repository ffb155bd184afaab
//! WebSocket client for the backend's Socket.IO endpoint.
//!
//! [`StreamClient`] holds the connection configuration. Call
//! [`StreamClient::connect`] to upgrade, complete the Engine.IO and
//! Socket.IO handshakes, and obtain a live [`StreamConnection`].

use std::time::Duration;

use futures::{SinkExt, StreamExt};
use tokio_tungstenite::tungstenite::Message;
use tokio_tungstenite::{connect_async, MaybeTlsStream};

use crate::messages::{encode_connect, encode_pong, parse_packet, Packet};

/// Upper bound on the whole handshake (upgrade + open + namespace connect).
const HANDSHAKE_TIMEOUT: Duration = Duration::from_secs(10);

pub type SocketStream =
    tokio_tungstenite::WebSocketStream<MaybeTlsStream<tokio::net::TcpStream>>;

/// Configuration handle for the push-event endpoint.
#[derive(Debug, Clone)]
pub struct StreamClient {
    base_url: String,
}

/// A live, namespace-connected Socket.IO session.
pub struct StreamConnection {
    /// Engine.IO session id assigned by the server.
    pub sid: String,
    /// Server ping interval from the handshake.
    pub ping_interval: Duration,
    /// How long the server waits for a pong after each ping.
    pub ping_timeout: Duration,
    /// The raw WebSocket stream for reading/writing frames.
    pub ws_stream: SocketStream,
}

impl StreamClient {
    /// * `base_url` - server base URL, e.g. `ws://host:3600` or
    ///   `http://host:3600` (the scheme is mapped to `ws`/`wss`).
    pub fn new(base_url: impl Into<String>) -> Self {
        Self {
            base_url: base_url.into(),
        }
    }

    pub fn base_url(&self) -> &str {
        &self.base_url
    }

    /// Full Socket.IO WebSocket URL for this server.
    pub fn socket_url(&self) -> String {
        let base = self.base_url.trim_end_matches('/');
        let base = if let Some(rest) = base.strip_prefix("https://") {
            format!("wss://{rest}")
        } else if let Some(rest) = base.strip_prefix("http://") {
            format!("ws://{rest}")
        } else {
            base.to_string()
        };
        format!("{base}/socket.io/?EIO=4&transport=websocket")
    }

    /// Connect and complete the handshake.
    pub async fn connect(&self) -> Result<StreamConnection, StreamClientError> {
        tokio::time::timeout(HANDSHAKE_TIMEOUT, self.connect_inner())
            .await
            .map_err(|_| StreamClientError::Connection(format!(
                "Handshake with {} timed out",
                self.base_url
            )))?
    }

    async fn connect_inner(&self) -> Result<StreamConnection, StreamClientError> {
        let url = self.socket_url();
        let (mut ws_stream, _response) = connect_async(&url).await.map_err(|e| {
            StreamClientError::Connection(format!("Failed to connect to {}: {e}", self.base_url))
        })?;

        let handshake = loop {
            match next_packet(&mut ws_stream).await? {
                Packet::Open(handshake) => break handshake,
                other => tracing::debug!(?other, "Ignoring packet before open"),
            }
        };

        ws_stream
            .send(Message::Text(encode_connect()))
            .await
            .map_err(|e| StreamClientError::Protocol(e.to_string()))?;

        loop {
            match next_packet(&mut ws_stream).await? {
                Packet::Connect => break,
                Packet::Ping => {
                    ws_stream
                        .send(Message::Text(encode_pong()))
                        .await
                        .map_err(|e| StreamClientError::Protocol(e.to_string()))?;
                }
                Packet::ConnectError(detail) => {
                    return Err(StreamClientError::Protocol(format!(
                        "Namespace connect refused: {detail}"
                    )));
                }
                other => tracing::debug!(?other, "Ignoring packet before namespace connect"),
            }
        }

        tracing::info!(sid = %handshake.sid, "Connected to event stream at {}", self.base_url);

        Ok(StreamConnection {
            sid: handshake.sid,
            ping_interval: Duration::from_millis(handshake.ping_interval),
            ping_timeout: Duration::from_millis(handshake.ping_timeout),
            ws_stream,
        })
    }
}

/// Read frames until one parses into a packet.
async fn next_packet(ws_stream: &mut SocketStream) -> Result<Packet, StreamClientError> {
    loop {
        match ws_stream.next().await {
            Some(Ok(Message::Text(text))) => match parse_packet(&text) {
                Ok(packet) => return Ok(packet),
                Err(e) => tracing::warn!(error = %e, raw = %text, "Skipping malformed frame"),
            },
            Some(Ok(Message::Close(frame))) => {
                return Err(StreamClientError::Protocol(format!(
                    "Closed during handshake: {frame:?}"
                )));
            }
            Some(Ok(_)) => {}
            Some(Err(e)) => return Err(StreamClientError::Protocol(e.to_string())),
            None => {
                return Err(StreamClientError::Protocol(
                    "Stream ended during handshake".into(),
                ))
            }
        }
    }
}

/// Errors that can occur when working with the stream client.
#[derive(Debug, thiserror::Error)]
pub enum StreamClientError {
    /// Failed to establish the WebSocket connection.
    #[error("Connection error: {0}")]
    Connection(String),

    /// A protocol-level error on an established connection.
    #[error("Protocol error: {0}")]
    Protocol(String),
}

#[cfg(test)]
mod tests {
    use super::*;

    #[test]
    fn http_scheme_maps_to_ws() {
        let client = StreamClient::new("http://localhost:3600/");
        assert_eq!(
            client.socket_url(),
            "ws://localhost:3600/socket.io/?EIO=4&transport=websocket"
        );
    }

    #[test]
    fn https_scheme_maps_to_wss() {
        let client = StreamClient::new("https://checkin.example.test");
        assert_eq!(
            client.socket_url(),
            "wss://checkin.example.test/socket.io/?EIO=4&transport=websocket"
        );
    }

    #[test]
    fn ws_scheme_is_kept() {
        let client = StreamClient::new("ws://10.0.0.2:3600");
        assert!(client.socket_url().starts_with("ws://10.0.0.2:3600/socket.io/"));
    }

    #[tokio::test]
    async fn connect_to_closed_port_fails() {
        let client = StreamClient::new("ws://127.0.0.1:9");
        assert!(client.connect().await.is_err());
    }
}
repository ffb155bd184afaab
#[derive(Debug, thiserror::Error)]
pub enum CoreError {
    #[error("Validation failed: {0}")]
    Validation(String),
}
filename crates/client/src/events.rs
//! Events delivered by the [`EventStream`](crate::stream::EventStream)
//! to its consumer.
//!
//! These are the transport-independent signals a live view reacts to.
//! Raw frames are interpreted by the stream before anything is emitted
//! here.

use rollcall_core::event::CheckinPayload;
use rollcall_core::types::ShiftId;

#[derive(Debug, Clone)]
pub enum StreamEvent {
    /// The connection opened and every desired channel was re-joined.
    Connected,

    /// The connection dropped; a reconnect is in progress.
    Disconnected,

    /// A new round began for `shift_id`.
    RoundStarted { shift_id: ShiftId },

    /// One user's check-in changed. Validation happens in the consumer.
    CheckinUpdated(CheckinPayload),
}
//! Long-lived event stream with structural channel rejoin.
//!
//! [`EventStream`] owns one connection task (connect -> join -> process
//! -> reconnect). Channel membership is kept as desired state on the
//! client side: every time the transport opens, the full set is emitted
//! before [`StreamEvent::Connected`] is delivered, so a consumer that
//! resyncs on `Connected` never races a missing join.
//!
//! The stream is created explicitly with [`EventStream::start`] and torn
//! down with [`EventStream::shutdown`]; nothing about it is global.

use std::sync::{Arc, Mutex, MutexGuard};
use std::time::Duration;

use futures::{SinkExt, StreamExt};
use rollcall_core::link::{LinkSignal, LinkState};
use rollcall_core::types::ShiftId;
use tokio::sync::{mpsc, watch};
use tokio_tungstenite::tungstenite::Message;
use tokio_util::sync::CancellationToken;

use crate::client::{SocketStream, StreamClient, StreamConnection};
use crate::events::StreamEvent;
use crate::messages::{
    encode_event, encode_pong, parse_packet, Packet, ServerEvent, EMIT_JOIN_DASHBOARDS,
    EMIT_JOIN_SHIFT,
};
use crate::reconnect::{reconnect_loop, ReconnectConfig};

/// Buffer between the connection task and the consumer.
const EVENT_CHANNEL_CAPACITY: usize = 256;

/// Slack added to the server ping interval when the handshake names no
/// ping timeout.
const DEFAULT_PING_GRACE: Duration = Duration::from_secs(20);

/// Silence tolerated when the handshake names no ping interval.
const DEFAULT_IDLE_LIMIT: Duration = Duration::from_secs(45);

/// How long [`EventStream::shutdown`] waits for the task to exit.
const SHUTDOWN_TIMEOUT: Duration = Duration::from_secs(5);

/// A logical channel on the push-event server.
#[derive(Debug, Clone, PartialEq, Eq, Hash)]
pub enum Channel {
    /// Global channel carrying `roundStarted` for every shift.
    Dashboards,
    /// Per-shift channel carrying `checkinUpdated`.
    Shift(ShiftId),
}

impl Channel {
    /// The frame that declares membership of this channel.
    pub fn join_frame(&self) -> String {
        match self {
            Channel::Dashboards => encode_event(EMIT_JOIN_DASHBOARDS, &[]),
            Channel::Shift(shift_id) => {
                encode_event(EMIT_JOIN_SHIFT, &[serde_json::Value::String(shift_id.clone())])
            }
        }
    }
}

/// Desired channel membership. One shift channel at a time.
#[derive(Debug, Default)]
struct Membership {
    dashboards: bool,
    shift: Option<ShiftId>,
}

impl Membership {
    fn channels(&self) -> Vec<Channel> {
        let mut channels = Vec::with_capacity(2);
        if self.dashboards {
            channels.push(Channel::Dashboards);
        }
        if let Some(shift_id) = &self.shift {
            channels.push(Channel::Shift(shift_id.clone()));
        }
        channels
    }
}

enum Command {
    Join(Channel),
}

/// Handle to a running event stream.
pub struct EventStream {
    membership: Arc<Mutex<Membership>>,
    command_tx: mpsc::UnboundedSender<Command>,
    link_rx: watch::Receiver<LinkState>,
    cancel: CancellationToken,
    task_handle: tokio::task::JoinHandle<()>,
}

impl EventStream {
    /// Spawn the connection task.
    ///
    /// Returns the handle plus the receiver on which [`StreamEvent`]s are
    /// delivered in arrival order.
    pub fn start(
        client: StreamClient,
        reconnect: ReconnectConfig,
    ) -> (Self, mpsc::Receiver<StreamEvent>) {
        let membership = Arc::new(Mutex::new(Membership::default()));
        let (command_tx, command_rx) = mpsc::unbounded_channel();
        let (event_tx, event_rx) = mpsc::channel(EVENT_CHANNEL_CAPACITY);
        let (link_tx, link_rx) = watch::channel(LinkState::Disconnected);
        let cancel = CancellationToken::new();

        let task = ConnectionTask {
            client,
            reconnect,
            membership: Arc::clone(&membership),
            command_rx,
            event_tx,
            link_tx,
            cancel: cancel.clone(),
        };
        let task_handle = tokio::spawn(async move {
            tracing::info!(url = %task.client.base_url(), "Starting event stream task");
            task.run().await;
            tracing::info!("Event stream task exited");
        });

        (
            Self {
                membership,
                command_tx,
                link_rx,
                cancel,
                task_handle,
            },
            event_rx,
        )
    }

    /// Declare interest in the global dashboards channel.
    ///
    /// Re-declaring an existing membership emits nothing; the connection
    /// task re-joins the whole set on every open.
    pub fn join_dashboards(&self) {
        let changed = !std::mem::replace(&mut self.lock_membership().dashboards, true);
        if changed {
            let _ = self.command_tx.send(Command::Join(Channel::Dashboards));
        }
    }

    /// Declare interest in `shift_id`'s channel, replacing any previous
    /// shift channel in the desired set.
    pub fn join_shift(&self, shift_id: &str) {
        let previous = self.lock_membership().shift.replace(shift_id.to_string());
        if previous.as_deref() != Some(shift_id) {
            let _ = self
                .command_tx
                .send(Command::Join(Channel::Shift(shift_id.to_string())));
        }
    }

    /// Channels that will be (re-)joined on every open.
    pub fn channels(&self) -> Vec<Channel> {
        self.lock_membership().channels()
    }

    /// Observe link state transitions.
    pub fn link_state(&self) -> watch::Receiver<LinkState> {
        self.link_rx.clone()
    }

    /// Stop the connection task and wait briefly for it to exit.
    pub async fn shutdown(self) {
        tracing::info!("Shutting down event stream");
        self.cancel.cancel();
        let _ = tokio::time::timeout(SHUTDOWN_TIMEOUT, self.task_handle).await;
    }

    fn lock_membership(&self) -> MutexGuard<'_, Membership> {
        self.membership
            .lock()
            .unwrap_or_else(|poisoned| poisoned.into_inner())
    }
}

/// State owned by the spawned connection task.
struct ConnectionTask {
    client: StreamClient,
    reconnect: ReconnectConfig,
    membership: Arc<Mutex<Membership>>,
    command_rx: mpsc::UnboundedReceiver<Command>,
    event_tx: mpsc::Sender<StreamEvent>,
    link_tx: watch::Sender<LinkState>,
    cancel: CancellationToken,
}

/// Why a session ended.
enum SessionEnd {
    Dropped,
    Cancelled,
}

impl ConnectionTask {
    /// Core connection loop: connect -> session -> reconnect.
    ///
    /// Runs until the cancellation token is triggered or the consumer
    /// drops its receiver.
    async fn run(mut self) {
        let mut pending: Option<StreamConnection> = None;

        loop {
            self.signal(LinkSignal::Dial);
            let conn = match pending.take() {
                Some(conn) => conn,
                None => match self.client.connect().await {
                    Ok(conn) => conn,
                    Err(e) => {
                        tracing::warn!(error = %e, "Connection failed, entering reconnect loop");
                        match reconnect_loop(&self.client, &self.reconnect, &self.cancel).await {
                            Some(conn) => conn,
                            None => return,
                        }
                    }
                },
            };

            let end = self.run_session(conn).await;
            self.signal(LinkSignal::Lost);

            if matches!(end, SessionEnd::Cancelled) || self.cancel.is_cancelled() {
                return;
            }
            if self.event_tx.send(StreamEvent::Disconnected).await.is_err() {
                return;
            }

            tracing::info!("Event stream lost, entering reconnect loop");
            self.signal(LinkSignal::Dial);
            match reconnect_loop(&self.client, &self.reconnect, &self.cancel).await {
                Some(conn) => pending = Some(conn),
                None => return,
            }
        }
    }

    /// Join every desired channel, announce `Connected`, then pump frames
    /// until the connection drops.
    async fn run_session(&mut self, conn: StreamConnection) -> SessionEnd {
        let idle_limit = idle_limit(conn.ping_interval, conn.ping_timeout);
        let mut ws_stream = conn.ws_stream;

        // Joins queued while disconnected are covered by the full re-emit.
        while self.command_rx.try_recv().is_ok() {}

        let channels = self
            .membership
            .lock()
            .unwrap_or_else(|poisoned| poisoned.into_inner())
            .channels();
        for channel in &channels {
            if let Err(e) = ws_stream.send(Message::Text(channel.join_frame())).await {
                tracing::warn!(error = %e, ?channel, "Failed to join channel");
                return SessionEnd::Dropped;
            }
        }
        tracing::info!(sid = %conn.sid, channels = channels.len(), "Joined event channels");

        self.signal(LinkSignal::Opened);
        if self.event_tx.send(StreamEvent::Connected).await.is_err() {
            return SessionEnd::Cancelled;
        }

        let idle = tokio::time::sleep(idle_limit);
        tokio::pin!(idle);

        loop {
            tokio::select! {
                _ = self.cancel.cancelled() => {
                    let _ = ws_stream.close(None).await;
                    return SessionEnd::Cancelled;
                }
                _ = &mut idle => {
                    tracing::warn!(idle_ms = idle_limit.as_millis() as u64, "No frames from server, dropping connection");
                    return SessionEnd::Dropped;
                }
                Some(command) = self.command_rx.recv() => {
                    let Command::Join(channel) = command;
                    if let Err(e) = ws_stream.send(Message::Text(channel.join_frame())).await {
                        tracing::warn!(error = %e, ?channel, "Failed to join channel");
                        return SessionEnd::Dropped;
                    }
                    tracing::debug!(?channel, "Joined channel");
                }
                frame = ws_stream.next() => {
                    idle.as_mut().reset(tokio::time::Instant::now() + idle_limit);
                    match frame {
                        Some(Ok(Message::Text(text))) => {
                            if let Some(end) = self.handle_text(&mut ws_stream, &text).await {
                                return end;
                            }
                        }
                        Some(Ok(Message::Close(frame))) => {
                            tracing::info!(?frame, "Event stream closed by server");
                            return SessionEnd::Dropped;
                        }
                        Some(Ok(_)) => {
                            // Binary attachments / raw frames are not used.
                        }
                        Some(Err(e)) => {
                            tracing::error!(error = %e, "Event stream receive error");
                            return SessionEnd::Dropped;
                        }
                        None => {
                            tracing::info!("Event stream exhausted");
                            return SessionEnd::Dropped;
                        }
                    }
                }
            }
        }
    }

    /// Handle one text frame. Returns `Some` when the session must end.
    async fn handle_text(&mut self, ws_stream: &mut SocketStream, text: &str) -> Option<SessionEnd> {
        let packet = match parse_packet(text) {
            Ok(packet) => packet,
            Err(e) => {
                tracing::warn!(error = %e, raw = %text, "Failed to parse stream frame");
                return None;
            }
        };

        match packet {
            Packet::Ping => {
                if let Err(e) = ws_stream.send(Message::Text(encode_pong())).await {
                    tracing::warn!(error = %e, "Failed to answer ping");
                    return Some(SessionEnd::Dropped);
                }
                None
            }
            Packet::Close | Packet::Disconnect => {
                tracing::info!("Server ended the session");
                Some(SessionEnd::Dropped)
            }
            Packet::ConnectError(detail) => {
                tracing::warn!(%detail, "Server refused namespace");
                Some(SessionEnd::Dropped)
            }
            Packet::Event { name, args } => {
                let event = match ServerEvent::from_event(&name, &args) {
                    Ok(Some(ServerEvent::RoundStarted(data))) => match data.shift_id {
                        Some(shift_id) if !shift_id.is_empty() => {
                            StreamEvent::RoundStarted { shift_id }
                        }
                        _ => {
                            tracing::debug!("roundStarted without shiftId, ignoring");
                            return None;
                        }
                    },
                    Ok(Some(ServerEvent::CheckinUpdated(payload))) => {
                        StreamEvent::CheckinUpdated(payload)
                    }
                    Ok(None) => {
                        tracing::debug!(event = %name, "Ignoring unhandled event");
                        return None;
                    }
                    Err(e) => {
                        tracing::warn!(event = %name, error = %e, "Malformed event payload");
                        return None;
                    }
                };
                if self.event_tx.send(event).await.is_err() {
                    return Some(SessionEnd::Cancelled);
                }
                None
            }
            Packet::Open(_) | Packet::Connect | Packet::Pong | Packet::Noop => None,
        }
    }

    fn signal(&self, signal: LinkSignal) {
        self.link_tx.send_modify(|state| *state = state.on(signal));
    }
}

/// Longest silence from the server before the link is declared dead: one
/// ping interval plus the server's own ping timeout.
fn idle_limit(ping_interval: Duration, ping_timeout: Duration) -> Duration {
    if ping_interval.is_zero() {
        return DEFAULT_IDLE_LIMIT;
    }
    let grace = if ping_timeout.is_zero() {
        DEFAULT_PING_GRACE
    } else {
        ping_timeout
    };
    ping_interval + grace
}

=-=-=-=-=

Exercise description :: Reproduce each line above that contains "CancellationToken".

Output ::
use tokio_util::sync::CancellationToken;
    cancel: CancellationToken,
        let cancel = CancellationToken::new();
    cancel: CancellationToken,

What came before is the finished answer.